== Dataset

//! Fixed-size element chunk: the atomic storage unit of a buffer.
//!
//! ## Purpose
//!
//! This module implements `Chunk<T>`, the contiguous run of elements a
//! buffer partitions its data into. Chunks provide bounds-checked access,
//! fills, maps, reductions, elementwise arithmetic, and local shifting.
//!
//! ## Design notes
//!
//! * **Isolation**: a chunk knows its own ordinal and size but nothing about
//!   sibling chunks or the owning buffer; shifting never crosses the chunk
//!   boundary.
//! * **Strict order**: every element loop runs single-threaded in ascending
//!   index order. The fail-fast divide contract depends on it.
//! * **Atomicity split**: scalar division checks its divisor once up front
//!   (failure leaves the chunk unchanged); elementwise division checks each
//!   divisor immediately before use (failure leaves the chunk partially
//!   mutated). Both behaviors are contracts, not accidents.
//!
//! ## Key concepts
//!
//! * **Local index**: position within this chunk, `0..size`.
//! * **Computation wrapping**: a failing caller transform is re-wrapped into
//!   a single computation error carrying the rendered cause.
//!
//! ## Invariants
//!
//! * `size >= 1`; elements default to zero at creation.
//! * `index >= 0`: chunks are numbered from zero within their buffer.
//! * `copy()` produces storage with no aliasing to the source.
//!
//! ## Non-goals
//!
//! * This module does not translate global indices (see `layout`).
//! * This module does not fan out work across chunks (see `engine`).

// External dependencies
use core::fmt::{self, Display, Formatter};
use rand::Rng;

// Internal dependencies
use crate::primitives::element::Element;
use crate::primitives::errors::BufferError;

// ============================================================================
// Chunk
// ============================================================================

/// A contiguous, exclusively owned run of elements.
#[derive(Debug, Clone, PartialEq)]
pub struct Chunk<T> {
    /// Ordinal of this chunk within its owning buffer.
    index: usize,

    /// Element storage.
    data: Vec<T>,
}

impl<T: Element> Chunk<T> {
    // ========================================================================
    // Construction
    // ========================================================================

    /// Create a zero-filled chunk of `size` elements.
    ///
    /// Fails with `EmptyData` for `size == 0`; a chunk always holds at least
    /// one element.
    pub fn new(index: usize, size: usize) -> Result<Self, BufferError> {
        if size == 0 {
            return Err(BufferError::EmptyData);
        }
        Ok(Self {
            index,
            data: vec![T::zero(); size],
        })
    }

    /// Create a chunk seeded with `data`. Fails with `EmptyData` if empty.
    pub fn from_vec(index: usize, data: Vec<T>) -> Result<Self, BufferError> {
        if data.is_empty() {
            return Err(BufferError::EmptyData);
        }
        Ok(Self { index, data })
    }

    // ========================================================================
    // Accessors
    // ========================================================================

    /// Ordinal of this chunk within its owning buffer.
    #[inline]
    pub fn index(&self) -> usize {
        self.index
    }

    /// Number of elements.
    #[inline]
    pub fn size(&self) -> usize {
        self.data.len()
    }

    /// Element data as a slice.
    #[inline]
    pub fn as_slice(&self) -> &[T] {
        &self.data
    }

    /// Read the element at `local`.
    #[inline]
    pub fn get(&self, local: usize) -> Result<T, BufferError> {
        self.data
            .get(local)
            .copied()
            .ok_or(BufferError::IndexOutOfBounds {
                index: local,
                len: self.data.len(),
            })
    }

    /// Write the element at `local`.
    #[inline]
    pub fn set(&mut self, local: usize, value: T) -> Result<(), BufferError> {
        let len = self.data.len();
        match self.data.get_mut(local) {
            Some(slot) => {
                *slot = value;
                Ok(())
            }
            None => Err(BufferError::IndexOutOfBounds { index: local, len }),
        }
    }

    // ========================================================================
    // Fills and Maps
    // ========================================================================

    /// Set every element to `value`.
    pub fn fill(&mut self, value: T) {
        self.data.fill(value);
    }

    /// Fill every element with an independent uniform random draw from a
    /// thread-local generator.
    pub fn rand(&mut self) {
        let mut rng = rand::rng();
        self.rand_with(&mut rng);
    }

    /// Fill every element with an independent uniform random draw from `rng`.
    pub fn rand_with<R: Rng + ?Sized>(&mut self, rng: &mut R) {
        for slot in self.data.iter_mut() {
            *slot = T::sample_uniform(rng);
        }
    }

    /// Apply `transform` to every element in place, in ascending order.
    pub fn map<F>(&mut self, transform: F)
    where
        F: Fn(T) -> T,
    {
        for slot in self.data.iter_mut() {
            *slot = transform(*slot);
        }
    }

    /// Apply a fallible `transform` to every element in place.
    ///
    /// Stops at the first failure, wrapping the cause into a computation
    /// error. Elements before the failing index are already transformed.
    pub fn try_map<F, E>(&mut self, transform: F) -> Result<(), BufferError>
    where
        F: Fn(T) -> Result<T, E>,
        E: Display,
    {
        for slot in self.data.iter_mut() {
            match transform(*slot) {
                Ok(value) => *slot = value,
                Err(cause) => return Err(BufferError::Computation(cause.to_string())),
            }
        }
        Ok(())
    }

    /// Apply `transform(local, element)` to every element in place.
    pub fn map_enumerate<F>(&mut self, transform: F)
    where
        F: Fn(usize, T) -> T,
    {
        for (local, slot) in self.data.iter_mut().enumerate() {
            *slot = transform(local, *slot);
        }
    }

    // ========================================================================
    // Reductions
    // ========================================================================

    /// Smallest element. Fails with `EmptyData` on a zero-size chunk.
    pub fn min(&self) -> Result<T, BufferError> {
        let mut values = self.data.iter().copied();
        let first = values.next().ok_or(BufferError::EmptyData)?;
        Ok(values.fold(first, |acc, v| if v < acc { v } else { acc }))
    }

    /// Largest element. Fails with `EmptyData` on a zero-size chunk.
    pub fn max(&self) -> Result<T, BufferError> {
        let mut values = self.data.iter().copied();
        let first = values.next().ok_or(BufferError::EmptyData)?;
        Ok(values.fold(first, |acc, v| if v > acc { v } else { acc }))
    }

    /// Sum of all elements.
    pub fn sum(&self) -> T {
        self.data
            .iter()
            .copied()
            .fold(T::zero(), |acc, v| acc + v)
    }

    /// Arithmetic mean: `sum / size`. Integer elements truncate.
    pub fn average(&self) -> Result<T, BufferError> {
        if self.data.is_empty() {
            return Err(BufferError::EmptyData);
        }
        let count = T::from(self.data.len()).ok_or_else(|| {
            BufferError::Computation(format!(
                "element count {} is not representable as {}",
                self.data.len(),
                T::KIND
            ))
        })?;
        Ok(self.sum() / count)
    }

    // ========================================================================
    // Elementwise Arithmetic
    // ========================================================================

    /// Add `other` elementwise. Sizes must match (checked before mutation).
    pub fn add_chunk(&mut self, other: &Chunk<T>) -> Result<(), BufferError> {
        self.check_same_size(other)?;
        for (slot, &rhs) in self.data.iter_mut().zip(other.data.iter()) {
            *slot = *slot + rhs;
        }
        Ok(())
    }

    /// Subtract `other` elementwise. Sizes must match (checked before mutation).
    pub fn sub_chunk(&mut self, other: &Chunk<T>) -> Result<(), BufferError> {
        self.check_same_size(other)?;
        for (slot, &rhs) in self.data.iter_mut().zip(other.data.iter()) {
            *slot = *slot - rhs;
        }
        Ok(())
    }

    /// Multiply by `other` elementwise. Sizes must match (checked before mutation).
    pub fn mul_chunk(&mut self, other: &Chunk<T>) -> Result<(), BufferError> {
        self.check_same_size(other)?;
        for (slot, &rhs) in self.data.iter_mut().zip(other.data.iter()) {
            *slot = *slot * rhs;
        }
        Ok(())
    }

    /// Divide by `other` elementwise.
    ///
    /// Each divisor is checked immediately before its division. The first
    /// zero divisor fails the operation and leaves this chunk partially
    /// mutated: elements before the failing index are already divided,
    /// elements at and after it are untouched. Callers that need atomicity
    /// must `copy()` first.
    pub fn div_chunk(&mut self, other: &Chunk<T>) -> Result<(), BufferError> {
        self.check_same_size(other)?;
        for (local, (slot, &rhs)) in self.data.iter_mut().zip(other.data.iter()).enumerate() {
            if rhs.is_zero() {
                return Err(BufferError::DivisionByZero { index: Some(local) });
            }
            *slot = *slot / rhs;
        }
        Ok(())
    }

    /// Add `value` to every element.
    pub fn add_value(&mut self, value: T) {
        for slot in self.data.iter_mut() {
            *slot = *slot + value;
        }
    }

    /// Subtract `value` from every element.
    pub fn sub_value(&mut self, value: T) {
        for slot in self.data.iter_mut() {
            *slot = *slot - value;
        }
    }

    /// Multiply every element by `value`.
    pub fn mul_value(&mut self, value: T) {
        for slot in self.data.iter_mut() {
            *slot = *slot * value;
        }
    }

    /// Divide every element by `value`.
    ///
    /// The divisor is checked once, before the loop, so failure leaves the
    /// chunk entirely unchanged.
    pub fn div_value(&mut self, value: T) -> Result<(), BufferError> {
        if value.is_zero() {
            return Err(BufferError::DivisionByZero { index: None });
        }
        for slot in self.data.iter_mut() {
            *slot = *slot / value;
        }
        Ok(())
    }

    fn check_same_size(&self, other: &Chunk<T>) -> Result<(), BufferError> {
        if self.data.len() != other.data.len() {
            return Err(BufferError::SizeMismatch {
                left: self.data.len(),
                right: other.data.len(),
            });
        }
        Ok(())
    }

    // ========================================================================
    // Shifting
    // ========================================================================

    /// Shift elements `offset` positions toward index 0, within this chunk
    /// only.
    ///
    /// Circular mode wraps vacated positions around
    /// (`data[i] = old[(i + offset) % size]`); otherwise positions past the
    /// end read as zero. A negative offset delegates to `shift_right`.
    pub fn shift_left(&mut self, offset: isize, circular: bool) {
        if offset < 0 {
            self.shift_right_by(offset.unsigned_abs(), circular);
        } else {
            self.shift_left_by(offset as usize, circular);
        }
    }

    /// Shift elements `offset` positions away from index 0, within this
    /// chunk only.
    ///
    /// Circular mode wraps vacated positions around; otherwise positions
    /// before the start read as zero. A negative offset delegates to
    /// `shift_left`.
    pub fn shift_right(&mut self, offset: isize, circular: bool) {
        if offset < 0 {
            self.shift_left_by(offset.unsigned_abs(), circular);
        } else {
            self.shift_right_by(offset as usize, circular);
        }
    }

    fn shift_left_by(&mut self, offset: usize, circular: bool) {
        let size = self.data.len();
        let snapshot = self.data.clone();
        if circular {
            let offset = offset % size;
            for i in 0..size {
                self.data[i] = snapshot[(i + offset) % size];
            }
        } else {
            for i in 0..size {
                self.data[i] = match i.checked_add(offset) {
                    Some(src) if src < size => snapshot[src],
                    _ => T::zero(),
                };
            }
        }
    }

    fn shift_right_by(&mut self, offset: usize, circular: bool) {
        let size = self.data.len();
        let snapshot = self.data.clone();
        if circular {
            let offset = offset % size;
            for i in 0..size {
                self.data[i] = snapshot[(i + size - offset) % size];
            }
        } else {
            for i in 0..size {
                self.data[i] = if i >= offset {
                    snapshot[i - offset]
                } else {
                    T::zero()
                };
            }
        }
    }

    // ========================================================================
    // Copy
    // ========================================================================

    /// Deep-cloned chunk with the same index and element data.
    ///
    /// The clone owns fresh storage; mutating it never affects this chunk.
    pub fn copy(&self) -> Chunk<T> {
        self.clone()
    }
}

// ============================================================================
// Display Implementation
// ============================================================================

impl<T: Element> Display for Chunk<T> {
    fn fmt(&self, f: &mut Formatter<'_>) -> fmt::Result {
        write!(f, "chunk {} [", self.index)?;
        for (i, value) in self.data.iter().enumerate() {
            if i > 0 {
                write!(f, ", ")?;
            }
            write!(f, "{value}")?;
        }
        write!(f, "]")
    }
}
#![allow(clippy::needless_for_each)]

use restvoice_core::{Activity, Booking, Customer, Invoice, InvoiceStatus, Position, Project, Rate};

use super::hal::{Embedded, HalInvoice, Link};
use super::schemas::{ErrorResponse, HealthResponse};
use crate::auth::AuthInfo;

#[derive(utoipa::OpenApi)]
#[openapi(
    info(
        title = "Restvoice API",
        version = "0.1.0",
        description = "Invoicing API: book hours on monthly invoices and aggregate them into priced positions.",
        license(name = "Apache-2.0")
    ),
    tags(
        (name = "Health", description = "Service health"),
        (name = "Auth", description = "OAuth access code exchange"),
        (name = "Activities", description = "Kinds of work a user books time against"),
        (name = "Customers", description = "Customers invoices are issued to"),
        (name = "Projects", description = "Projects and their hourly rates"),
        (name = "Invoices", description = "Monthly invoices and their lifecycle"),
        (name = "Bookings", description = "Hours booked on an invoice"),
    ),
    paths(
        super::health::health,
        super::token::exchange_token,
        super::activities::list_activities,
        super::activities::create_activity,
        super::customers::list_customers,
        super::customers::create_customer,
        super::projects::list_projects,
        super::projects::create_project,
        super::projects::create_rate,
        super::invoices::create_invoice,
        super::invoices::get_invoice,
        super::invoices::update_invoice,
        super::bookings::create_booking,
        super::bookings::delete_booking,
    ),
    components(schemas(
        Activity,
        AuthInfo,
        Booking,
        Customer,
        Embedded,
        ErrorResponse,
        HalInvoice,
        HealthResponse,
        Invoice,
        InvoiceStatus,
        Link,
        Position,
        Project,
        Rate,
    ))
)]
pub struct ApiDoc;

====

What is required: From the entries above, copy every line that holds the word "immediately".

Your response:
//!   divisor immediately before use (failure leaves the chunk partially
    /// Each divisor is checked immediately before its division. The first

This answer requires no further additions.